練習生時代からダンスでは群を抜いていたユンホは、ダナ(天上智喜/The Grace)のバックダンサー&ラッパーを担当するなど早くから実力が認められていたが、なかなかデビューにこぎつくことができなかった。

ついに夢が叶い、2004年にユンホは東方神起のリーダーとしてデビュー。アカペラのコーラスワークが美しい『Hug』をリリースすると、東方神起は瞬く間に人気が沸騰。その年の各種授賞式で新人賞と同時に本賞までも受賞し、トップアイドルとして君臨。
2005年には日本デビューし、東方神起という名前の通りアジアを中心に大ブームを巻き起こした。

東方神起ユンホ|過程ではなく結果で見せる魂のパフォーマンスで“キング”の称号を手に入れた「情熱の人」
2008年にシングル『Purple Line』で初のオリコン1位を獲得

男気の塊、ユンホ。その一方“天然”な一面も

ユンホの代名詞といえば「情熱の人」、そして「魂のパフォーマンス」。とにかくストイックにパフォーマンスでファンに応えるアーティストだ。

練習生時代から注目されているダンスは、今も若手の追従を許さない実力。常に新しい表現に果敢に挑み、王の貫禄を見せつけているが、それは、誰にも負けない練習量をもってなせることだ。


彼の所属するSMエンタでは、東方神起のユンホ、SUPER JUNIORのシウォン、SHINeeのミンホが「三大負けず嫌い」と呼ばれている。そんなユンホの負けず嫌いぶりがよく表れていたのが、フィギュアスケートのキム・ヨナの冠番組『キム・ヨナのキス&クライ』。番組で「努力する人であることを見せたい」と、ジャンプやスピン、ペアスケーティングなど初心者の域をはるかに超える演技を披露したが、それはケガをしても練習を続け、根性で見せたパフォーマンスだった。過程ではなく結果で見せるというユンホの生きざまは、「優雅に泳ぐ白鳥も水面下では激しく足を動かしている」という『巨人の星』の花形満の言葉のようだ。

ユンホの逸話として、「泣かない男」というものがある。ユンホのデビューを心待ちにしていた祖父がデビュー直前に亡くなったのだが、その祖父が彼に見せた最後の姿が笑顔で親指をあげたポーズだったという。
「その姿を見て、自分が考える高みに昇ったと思った時まで泣かないと誓った。そして僕がサムズアップをするのは、空にいる祖父との約束を守っているという証なんです」とバラエティ番組で明かしたが、そんな彼が号泣したのが、2015年、日本デビュー10周年にして、入隊前最後の日本ツアー『WITH』最終公演の東京ドーム。ファンとスタッフからサプライズで贈られたメッセージ映像を見て、「泣くのを我慢していたのに、幸せすぎて泣いてしまった」というのも彼の一本気な性格を物語っている。
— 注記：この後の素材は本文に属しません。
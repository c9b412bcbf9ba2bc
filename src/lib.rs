//! Dessert Cookbook Library
//!
//! Recipe fetching and ingredient decoding, the bookmark store and the image
//! cache, exposed for the binary and for integration tests.

pub mod app;
pub mod bookmarks;
pub mod cache;
pub mod cli;
pub mod data;
pub mod storage;
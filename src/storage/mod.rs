//! Durable storage collaborators
//!
//! The image cache and the bookmark store never touch the filesystem or the
//! database directly. They talk to the two traits defined here, which keeps
//! the stores testable with in-memory doubles that can be told to fail.

mod memory;
mod settings;
mod sqlite;

pub use memory::{MemoryImageStore, MemorySettingsStore};
pub use settings::FileSettingsStore;
pub use sqlite::SqliteImageStore;

use thiserror::Error;

/// Errors raised by storage backends
#[derive(Debug, Error)]
pub enum StorageError {
    /// Filesystem access failed
    #[error("I/O error: {0}")]
    Io(#[from] std::io::Error),

    /// SQLite query failed
    #[error("Database error: {0}")]
    Database(#[from] rusqlite::Error),

    /// Value could not be encoded or decoded
    #[error("Serialization error: {0}")]
    Serialization(#[from] serde_json::Error),

    /// Backend refused the operation
    #[error("Storage unavailable: {0}")]
    Unavailable(String),
}

/// Durable byte store addressed by string key
///
/// Backs small pieces of application state such as the bookmark blob and the
/// image cache refresh marker. A `set` replaces any previous value.
pub trait KeyValueStore: Send + Sync {
    /// Reads the value stored under `key`, or `None` if nothing is stored
    fn get(&self, key: &str) -> Result<Option<Vec<u8>>, StorageError>;

    /// Stores `value` under `key`, replacing any previous value
    fn set(&self, key: &str, value: &[u8]) -> Result<(), StorageError>;

    /// Removes the value stored under `key`; removing a missing key is not an error
    fn remove(&self, key: &str) -> Result<(), StorageError>;
}

/// A downloaded image keyed by its source URL
#[derive(Debug, Clone, PartialEq, Eq)]
pub struct CachedImage {
    pub url: String,
    pub data: Vec<u8>,
}

/// Durable record set of cached images
///
/// At most one record exists per URL; inserting a URL that is already stored
/// replaces its data.
pub trait ImageRecordStore: Send {
    /// Inserts or replaces the record for `image.url`
    fn insert(&mut self, image: CachedImage) -> Result<(), StorageError>;

    /// Fetches the record whose URL equals `url` exactly
    fn fetch(&self, url: &str) -> Result<Option<CachedImage>, StorageError>;

    /// Deletes every record, returning how many were removed
    fn delete_all(&mut self) -> Result<usize, StorageError>;

    /// Number of stored records
    fn count(&self) -> Result<usize, StorageError>;
}
pub mod codes;
pub mod handlers;
pub mod responses;

pub use codes::ErrorCode;

use axum::{
    Json,
    extract::rejection::{JsonRejection, QueryRejection},
    http::StatusCode,
    response::{IntoResponse, Response},
};
use serde::Serialize;
use thiserror::Error;
use utoipa::ToSchema;
use validator::ValidationErrors;

/// Standard error response structure.
///
/// Every error response carries:
/// - `code`: integer error code for logging/monitoring (e.g., 1004)
/// - `error`: machine-readable error identifier (e.g., "NOT_FOUND")
/// - `message`: human-readable error message
/// - `details`: optional per-field validation errors
///
/// # JSON Example
///
/// ```json
/// {
///   "code": 1004,
///   "error": "NOT_FOUND",
///   "message": "Task not found with id: 42",
///   "details": null
/// }
/// ```
#[derive(Debug, Serialize, ToSchema)]
pub struct ErrorResponse {
    /// Integer error code for logging and monitoring
    pub code: i32,
    /// Machine-readable error identifier for programmatic handling
    pub error: String,
    /// Human-readable error message
    pub message: String,
    /// Optional structured error details (e.g., validation field errors)
    #[serde(skip_serializing_if = "Option::is_none")]
    pub details: Option<serde_json::Value>,
}

impl ErrorResponse {
    pub fn new(code: ErrorCode, message: impl Into<String>) -> Self {
        Self {
            code: code.code(),
            error: code.as_str().to_string(),
            message: message.into(),
            details: None,
        }
    }

    pub fn with_details(mut self, details: serde_json::Value) -> Self {
        self.details = Some(details);
        self
    }
}

/// Application error type that can be converted to HTTP responses.
#[derive(Debug, Error)]
#[non_exhaustive]
pub enum AppError {
    #[error("JSON extraction error: {0}")]
    JsonExtractorRejection(#[from] JsonRejection),

    #[error("Query extraction error: {0}")]
    QueryExtractorRejection(#[from] QueryRejection),

    #[error("Validation error: {0}")]
    ValidationError(#[from] ValidationErrors),

    #[error("Bad Request: {0}")]
    BadRequest(String),

    #[error("Not Found: {0}")]
    NotFound(String),
}

impl IntoResponse for AppError {
    fn into_response(self) -> Response {
        let (status, body) = match self {
            AppError::JsonExtractorRejection(e) => {
                tracing::warn!(
                    error_code = ErrorCode::JsonExtraction.code(),
                    "JSON extraction error: {:?}",
                    e
                );
                // Malformed or mistyped bodies are client errors; only a missing
                // content type keeps its own status.
                let status = match e {
                    JsonRejection::MissingJsonContentType(_) => e.status(),
                    _ => StatusCode::BAD_REQUEST,
                };
                (status, ErrorResponse::new(ErrorCode::JsonExtraction, e.body_text()))
            }
            AppError::QueryExtractorRejection(e) => {
                tracing::warn!(
                    error_code = ErrorCode::InvalidQuery.code(),
                    "Query extraction error: {:?}",
                    e
                );
                (
                    StatusCode::BAD_REQUEST,
                    ErrorResponse::new(ErrorCode::InvalidQuery, e.body_text()),
                )
            }
            AppError::ValidationError(e) => {
                tracing::info!(
                    error_code = ErrorCode::ValidationError.code(),
                    "Validation error: {:?}",
                    e
                );
                (
                    StatusCode::BAD_REQUEST,
                    ErrorResponse::new(
                        ErrorCode::ValidationError,
                        ErrorCode::ValidationError.default_message(),
                    )
                    .with_details(field_errors(&e)),
                )
            }
            AppError::BadRequest(msg) => {
                tracing::info!(error_code = ErrorCode::BadRequest.code(), "Bad request: {}", msg);
                (
                    StatusCode::BAD_REQUEST,
                    ErrorResponse::new(ErrorCode::BadRequest, msg),
                )
            }
            AppError::NotFound(msg) => {
                tracing::info!(error_code = ErrorCode::NotFound.code(), "Not found: {}", msg);
                (
                    StatusCode::NOT_FOUND,
                    ErrorResponse::new(ErrorCode::NotFound, msg),
                )
            }
        };

        (status, Json(body)).into_response()
    }
}

/// Flatten validator errors into `{ field: [{ code, message, params }] }`.
fn field_errors(errors: &ValidationErrors) -> serde_json::Value {
    let details = errors
        .field_errors()
        .iter()
        .map(|(field, errors)| {
            let messages: Vec<serde_json::Value> = errors
                .iter()
                .map(|err| {
                    serde_json::json!({
                        "code": err.code,
                        "message": err.message,
                        "params": err.params,
                    })
                })
                .collect();
            (field.to_string(), serde_json::Value::Array(messages))
        })
        .collect::<serde_json::Map<_, _>>();

    serde_json::Value::Object(details)
}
男気の塊ユンホだが、ライブでのトークでは、しっかりものチャンミンに言われるがまま、天然ぶりで知られている。ライブが多い日本では衆知の姿だが、実はこの天然加減、韓国では最近まであまり知られていなかったのだ。除隊後の復帰プロモーションのためにリアリティ番組に出演し、家の中でも全力で踊っていたりするユンホの熱すぎる日常での生活が公開されると、純真な天然ぶりが大衆の知るところとなり、今やバラエティでも大人気に。


東方神起の活動以外にも、日本で『U KNOW Y』(2015年)、韓国で『TRUE COLORS』(2019年)というソロ・ミニアルバム、デジタル・シングル『DROP』(2017年)をリリース。また、俳優としてドラマなどに出演しているが、彼にとって主軸はやはり東方神起のようで、どちらも積極的とまではいかない程度にとどまっている。

東方神起ユンホ|過程ではなく結果で見せる魂のパフォーマンスで“キング”の称号を手に入れた「情熱の人」
2015年にソロ・ミニアルバム『U KNOW Y』を発表

日本デビュー15周年。二人とも30代半ばに差し掛かり、今後は「大人のアーティスト」として、どのようなパフォーマンスを見せてくれるのかが楽しみだ。